▶ [Aim of the task]:
Only one stretch of the listing below is wanted. Begin at the line that has "MinIO/S3 endpoint URL", stop after the line that has "if let Err(e)", and repeat every line in between exactly.

▶ [Source material]:
>>>

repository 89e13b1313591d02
use std::sync::Mutex;

use async_trait::async_trait;
use chrono::{Duration, Utc};
use uuid::Uuid;

use super::TicketRepository;
use crate::core::error::Result;
use crate::features::tickets::models::{NewTicket, Ticket, TicketMessage, TicketStatus};

#[derive(Default)]
pub struct MemoryTicketRepository {
    tickets: Mutex<Vec<Ticket>>,
    messages: Mutex<Vec<TicketMessage>>,
}

impl MemoryTicketRepository {
    pub fn new() -> Self {
        Self::default()
    }

    fn newest_first(mut tickets: Vec<Ticket>) -> Vec<Ticket> {
        tickets.sort_by(|a, b| b.submitted_at.cmp(&a.submitted_at));
        tickets
    }

    fn modify(&self, id: Uuid, change: impl FnOnce(&mut Ticket)) -> Option<Ticket> {
        let mut tickets = self.tickets.lock().unwrap();
        tickets.iter_mut().find(|t| t.id == id).map(|ticket| {
            change(ticket);
            ticket.updated_at = Utc::now();
            ticket.clone()
        })
    }
}

#[async_trait]
impl TicketRepository for MemoryTicketRepository {
    async fn insert(&self, ticket: NewTicket) -> Result<Ticket> {
        let mut tickets = self.tickets.lock().unwrap();
        // Strictly increasing timestamps keep "newest first" deterministic
        let now = Utc::now() + Duration::milliseconds(tickets.len() as i64);
        let created = Ticket {
            id: Uuid::now_v7(),
            client_user_id: ticket.client_user_id,
            client_name: ticket.client_name,
            issue_description: ticket.issue_description,
            photo_url: ticket.photo_url,
            status: TicketStatus::Pending,
            status_reason: None,
            archived: false,
            archived_at: None,
            submitted_at: now,
            updated_at: now,
        };
        tickets.push(created.clone());
        Ok(created)
    }

    async fn find(&self, id: Uuid) -> Result<Option<Ticket>> {
        Ok(self
            .tickets
            .lock()
            .unwrap()
            .iter()
            .find(|t| t.id == id)
            .cloned())
    }

    async fn list_for_client(&self, client_user_id: Uuid) -> Result<Vec<Ticket>> {
        let tickets = self.tickets.lock().unwrap();
        Ok(Self::newest_first(
            tickets
                .iter()
                .filter(|t| t.client_user_id == client_user_id && !t.archived)
                .cloned()
                .collect(),
        ))
    }

    async fn list_active(&self) -> Result<Vec<Ticket>> {
        let tickets = self.tickets.lock().unwrap();
        Ok(Self::newest_first(
            tickets
                .iter()
                .filter(|t| !t.archived && t.status.is_active())
                .cloned()
                .collect(),
        ))
    }

    async fn list_all(&self, status: Option<TicketStatus>) -> Result<Vec<Ticket>> {
        let tickets = self.tickets.lock().unwrap();
        Ok(Self::newest_first(
            tickets
                .iter()
                .filter(|t| status.map_or(true, |s| t.status == s))
                .cloned()
                .collect(),
        ))
    }

    async fn update_status(
        &self,
        id: Uuid,
        status: TicketStatus,
        reason: Option<String>,
    ) -> Result<Option<Ticket>> {
        Ok(self.modify(id, |ticket| {
            ticket.status = status;
            ticket.archived = status == TicketStatus::Archived;
            ticket.archived_at = if ticket.archived {
                ticket.archived_at.or_else(|| Some(Utc::now()))
            } else {
                None
            };
            if reason.is_some() {
                ticket.status_reason = reason;
            }
        }))
    }

    async fn update_reason(&self, id: Uuid, reason: Option<String>) -> Result<Option<Ticket>> {
        Ok(self.modify(id, |ticket| ticket.status_reason = reason))
    }

    async fn delete(&self, id: Uuid) -> Result<Option<Ticket>> {
        let mut tickets = self.tickets.lock().unwrap();
        let position = tickets.iter().position(|t| t.id == id);
        Ok(position.map(|i| tickets.remove(i)))
    }

    async fn insert_message(
        &self,
        ticket_id: Uuid,
        sender_role: &str,
        message: &str,
    ) -> Result<TicketMessage> {
        let created = TicketMessage {
            id: Uuid::now_v7(),
            ticket_id,
            sender_role: sender_role.to_string(),
            message: message.to_string(),
            created_at: Utc::now(),
        };
        self.messages.lock().unwrap().push(created.clone());
        Ok(created)
    }

    async fn list_messages(&self, ticket_id: Uuid) -> Result<Vec<TicketMessage>> {
        Ok(self
            .messages
            .lock()
            .unwrap()
            .iter()
            .filter(|m| m.ticket_id == ticket_id)
            .cloned()
            .collect())
    }
}
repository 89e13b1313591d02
mod dashboard_dto;

pub use dashboard_dto::*;
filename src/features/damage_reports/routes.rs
use std::sync::Arc;

use axum::{
    routing::{delete, get, post, put},
    Router,
};

use crate::features::damage_reports::handlers;
use crate::features::damage_reports::services::DamageReportService;

pub fn routes(service: Arc<DamageReportService>) -> Router {
    Router::new()
        .route(
            "/api/companies/{company_id}/damage-reports/draft",
            get(handlers::get_draft).put(handlers::save_draft),
        )
        .route(
            "/api/companies/{company_id}/damage-reports/submit",
            post(handlers::submit_report),
        )
        .route(
            "/api/companies/{company_id}/damage-reports/drafts",
            get(handlers::list_drafts),
        )
        .route(
            "/api/companies/{company_id}/damage-reports/history",
            get(handlers::list_history),
        )
        .route(
            "/api/companies/{company_id}/damage-reports/{id}",
            delete(handlers::delete_report),
        )
        .route(
            "/api/companies/{company_id}/damage-reports/{id}/date",
            put(handlers::move_draft),
        )
        .with_state(service)
}
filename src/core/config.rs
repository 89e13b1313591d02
use chrono::NaiveDate;
use std::env;
use std::time::Duration;

#[derive(Debug, Clone)]
pub struct Config {
    pub app: AppConfig,
    pub database: DatabaseConfig,
    pub auth: AuthConfig,
    pub swagger: SwaggerConfig,
    pub minio: MinIOConfig,
    pub rotation: RotationConfig,
}

#[derive(Debug, Clone)]
pub struct AppConfig {
    pub host: String,
    pub port: u16,
    pub cors_allowed_origins: Vec<String>,
    pub max_request_body_size: usize,
    /// Password given to the admin/manager/inventory accounts created at startup
    /// when they do not exist yet
    pub bootstrap_admin_password: Option<String>,
}

#[derive(Debug, Clone)]
pub struct DatabaseConfig {
    pub url: String,
    pub max_connections: u32,
    pub min_connections: u32,
    pub acquire_timeout_secs: u64,
    pub idle_timeout_secs: u64,
    pub max_lifetime_secs: u64,
}

#[derive(Clone, Debug)]
pub struct AuthConfig {
    pub jwt_secret: String,
    pub issuer: String,
    pub token_ttl: Duration,
    pub jwt_leeway: Duration,
    pub bcrypt_cost: u32,
}

#[derive(Debug, Clone)]
pub struct SwaggerConfig {
    pub username: Option<String>,
    pub password: Option<String>,
    pub title: String,
    pub version: String,
    pub description: String,
}

/// MinIO/S3 storage configuration for photo uploads
#[derive(Debug, Clone)]
pub struct MinIOConfig {
    /// MinIO/S3 endpoint URL
    pub endpoint: String,
    /// Public endpoint URL used when building photo URLs (defaults to endpoint)
    pub public_endpoint: String,
    pub access_key: String,
    pub secret_key: String,
    pub bucket: String,
    /// AWS region (for S3 compatibility)
    pub region: String,
    /// Prefix readable without credentials (e.g., "public")
    pub public_prefix: String,
}

#[derive(Debug, Clone)]
pub struct RotationConfig {
    /// First day of rotation week 1
    pub reference_date: NaiveDate,
}

impl Config {
    pub fn from_env() -> Result<Self, String> {
        // Load .env file if exists, ignore if not found (optional for production)
        if let Err(e) = dotenvy::dotenv() {
            if !e.to_string().contains("not found") {
                eprintln!("Warning: Error loading .env file: {}", e);
            }
        }

        Ok(Config {
            app: AppConfig::from_env()?,
            database: DatabaseConfig::from_env()?,
            auth: AuthConfig::from_env()?,
            swagger: SwaggerConfig::from_env()?,
            minio: MinIOConfig::from_env()?,
            rotation: RotationConfig::from_env()?,
        })
    }
}

impl AppConfig {
    const DEFAULT_MAX_REQUEST_BODY_SIZE: usize = 10 * 1024 * 1024; // 10MB

    pub fn from_env() -> Result<Self, String> {
        let host = env::var("HOST").unwrap_or_else(|_| "127.0.0.1".to_string());
        let port = env::var("PORT")
            .unwrap_or_else(|_| "3000".to_string())
            .parse::<u16>()
            .map_err(|e| format!("Invalid PORT: {}", e))?;

        // Parse CORS allowed origins from comma-separated string
        let cors_allowed_origins = env::var("CORS_ALLOWED_ORIGINS")
            .unwrap_or_else(|_| "*".to_string())
            .split(',')
            .map(|s| s.trim().to_string())
            .filter(|s| !s.is_empty())
            .collect();

        let max_request_body_size = env::var("MAX_REQUEST_BODY_SIZE")
            .unwrap_or_else(|_| Self::DEFAULT_MAX_REQUEST_BODY_SIZE.to_string())
            .parse::<usize>()
            .map_err(|_| "MAX_REQUEST_BODY_SIZE must be a valid number".to_string())?;

        let bootstrap_admin_password = env::var("BOOTSTRAP_ADMIN_PASSWORD")
            .ok()
            .filter(|s| !s.is_empty());

        Ok(Self {
            host,
            port,
            cors_allowed_origins,
            max_request_body_size,
            bootstrap_admin_password,
        })
    }

    pub fn server_address(&self) -> String {
        format!("{}:{}", self.host, self.port)
    }
}

impl DatabaseConfig {
    // Default values for database connection pool (conservative defaults for small-medium apps)
    const DEFAULT_MAX_CONNECTIONS: u32 = 10;
    const DEFAULT_MIN_CONNECTIONS: u32 = 1;
    const DEFAULT_ACQUIRE_TIMEOUT_SECS: u64 = 5;
    const DEFAULT_IDLE_TIMEOUT_SECS: u64 = 600; // 10 minutes
    const DEFAULT_MAX_LIFETIME_SECS: u64 = 1800; // 30 minutes

    pub fn from_env() -> Result<Self, String> {
        let url = env::var("DATABASE_URL").map_err(|_| "DATABASE_URL must be set".to_string())?;

        let max_connections = env::var("DB_MAX_CONNECTIONS")
            .unwrap_or_else(|_| Self::DEFAULT_MAX_CONNECTIONS.to_string())
            .parse::<u32>()
            .map_err(|_| "DB_MAX_CONNECTIONS must be a valid number".to_string())?;

        let min_connections = env::var("DB_MIN_CONNECTIONS")
            .unwrap_or_else(|_| Self::DEFAULT_MIN_CONNECTIONS.to_string())
            .parse::<u32>()
            .map_err(|_| "DB_MIN_CONNECTIONS must be a valid number".to_string())?;

        let acquire_timeout_secs = env::var("DB_ACQUIRE_TIMEOUT_SECS")
            .unwrap_or_else(|_| Self::DEFAULT_ACQUIRE_TIMEOUT_SECS.to_string())
            .parse::<u64>()
            .map_err(|_| "DB_ACQUIRE_TIMEOUT_SECS must be a valid number".to_string())?;

        let idle_timeout_secs = env::var("DB_IDLE_TIMEOUT_SECS")
            .unwrap_or_else(|_| Self::DEFAULT_IDLE_TIMEOUT_SECS.to_string())
            .parse::<u64>()
            .map_err(|_| "DB_IDLE_TIMEOUT_SECS must be a valid number".to_string())?;

        let max_lifetime_secs = env::var("DB_MAX_LIFETIME_SECS")
            .unwrap_or_else(|_| Self::DEFAULT_MAX_LIFETIME_SECS.to_string())
            .parse::<u64>()
            .map_err(|_| "DB_MAX_LIFETIME_SECS must be a valid number".to_string())?;

        Ok(Self {
            url,
            max_connections,
            min_connections,
            acquire_timeout_secs,
            idle_timeout_secs,
            max_lifetime_secs,
        })
    }
}

impl AuthConfig {
    const DEFAULT_TOKEN_TTL_SECS: u64 = 12 * 3600; // one working day
    const DEFAULT_JWT_LEEWAY_SECS: u64 = 60;
    const DEFAULT_BCRYPT_COST: u32 = 12;

    pub fn from_env() -> Result<Self, String> {
        let jwt_secret = env::var("JWT_SECRET")
            .map_err(|_| "JWT_SECRET environment variable is required".to_string())?;
        if jwt_secret.len() < 32 {
            return Err("JWT_SECRET must be at least 32 characters".to_string());
        }

        let issuer = env::var("JWT_ISSUER").unwrap_or_else(|_| "chantier-core".to_string());

        let token_ttl_secs = env::var("JWT_TTL_SECS")
            .unwrap_or_else(|_| Self::DEFAULT_TOKEN_TTL_SECS.to_string())
            .parse::<u64>()
            .map_err(|_| "JWT_TTL_SECS must be a valid number".to_string())?;

        let jwt_leeway_secs = env::var("JWT_LEEWAY")
            .unwrap_or_else(|_| Self::DEFAULT_JWT_LEEWAY_SECS.to_string())
            .parse::<u64>()
            .map_err(|_| "JWT_LEEWAY must be a valid number".to_string())?;

        let bcrypt_cost = env::var("BCRYPT_COST")
            .unwrap_or_else(|_| Self::DEFAULT_BCRYPT_COST.to_string())
            .parse::<u32>()
            .map_err(|_| "BCRYPT_COST must be a valid number".to_string())?;

        Ok(Self {
            jwt_secret,
            issuer,
            token_ttl: Duration::from_secs(token_ttl_secs),
            jwt_leeway: Duration::from_secs(jwt_leeway_secs),
            bcrypt_cost,
        })
    }
}

impl SwaggerConfig {
    pub fn from_env() -> Result<Self, String> {
        // Only use credentials if they are non-empty
        let username = env::var("SWAGGER_USERNAME").ok().filter(|s| !s.is_empty());
        let password = env::var("SWAGGER_PASSWORD").ok().filter(|s| !s.is_empty());
        let title = env::var("SWAGGER_TITLE").unwrap_or_else(|_| "Chantier API".to_string());
        let version = env::var("SWAGGER_VERSION").unwrap_or_else(|_| "0.1.0".to_string());
        let description = env::var("SWAGGER_DESCRIPTION")
            .unwrap_or_else(|_| "Job-site task tracking and ticketing API".to_string());

        Ok(Self {
            username,
            password,
            title,
            version,
            description,
        })
    }

    /// Returns credentials in "username:password" format if auth is enabled
    pub fn credentials(&self) -> Option<String> {
        match (&self.username, &self.password) {
            (Some(user), Some(pass)) => Some(format!("{}:{}", user, pass)),
            _ => None,
        }
    }
}

impl MinIOConfig {
    pub fn from_env() -> Result<Self, String> {
        let endpoint =
            env::var("MINIO_ENDPOINT").unwrap_or_else(|_| "http://localhost:9000".to_string());

        let public_endpoint =
            env::var("MINIO_PUBLIC_ENDPOINT").unwrap_or_else(|_| endpoint.clone());

        let access_key = env::var("MINIO_ACCESS_KEY").unwrap_or_else(|_| "minioadmin".to_string());

        let secret_key = env::var("MINIO_SECRET_KEY").unwrap_or_else(|_| "minioadmin".to_string());

        let bucket = env::var("MINIO_BUCKET").unwrap_or_else(|_| "chantier-photos".to_string());

        let region = env::var("MINIO_REGION").unwrap_or_else(|_| "us-east-1".to_string());

        let public_prefix =
            env::var("MINIO_PUBLIC_PREFIX").unwrap_or_else(|_| "public".to_string());

        Ok(Self {
            endpoint,
            public_endpoint,
            access_key,
            secret_key,
            bucket,
            region,
            public_prefix,
        })
    }
}

impl RotationConfig {
    const DEFAULT_REFERENCE_DATE: &'static str = "2025-12-01";

    pub fn from_env() -> Result<Self, String> {
        let raw = env::var("ROTATION_REFERENCE_DATE")
            .unwrap_or_else(|_| Self::DEFAULT_REFERENCE_DATE.to_string());
        let reference_date = NaiveDate::parse_from_str(&raw, "%Y-%m-%d")
            .map_err(|_| "ROTATION_REFERENCE_DATE must be a YYYY-MM-DD date".to_string())?;

        Ok(Self { reference_date })
    }
}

<<<

▶ [Solved problem]:
    /// MinIO/S3 endpoint URL
    pub endpoint: String,
    /// Public endpoint URL used when building photo URLs (defaults to endpoint)
    pub public_endpoint: String,
    pub access_key: String,
    pub secret_key: String,
    pub bucket: String,
    /// AWS region (for S3 compatibility)
    pub region: String,
    /// Prefix readable without credentials (e.g., "public")
    pub public_prefix: String,
}

#[derive(Debug, Clone)]
pub struct RotationConfig {
    /// First day of rotation week 1
    pub reference_date: NaiveDate,
}

impl Config {
    pub fn from_env() -> Result<Self, String> {
        // Load .env file if exists, ignore if not found (optional for production)
        if let Err(e) = dotenvy::dotenv() {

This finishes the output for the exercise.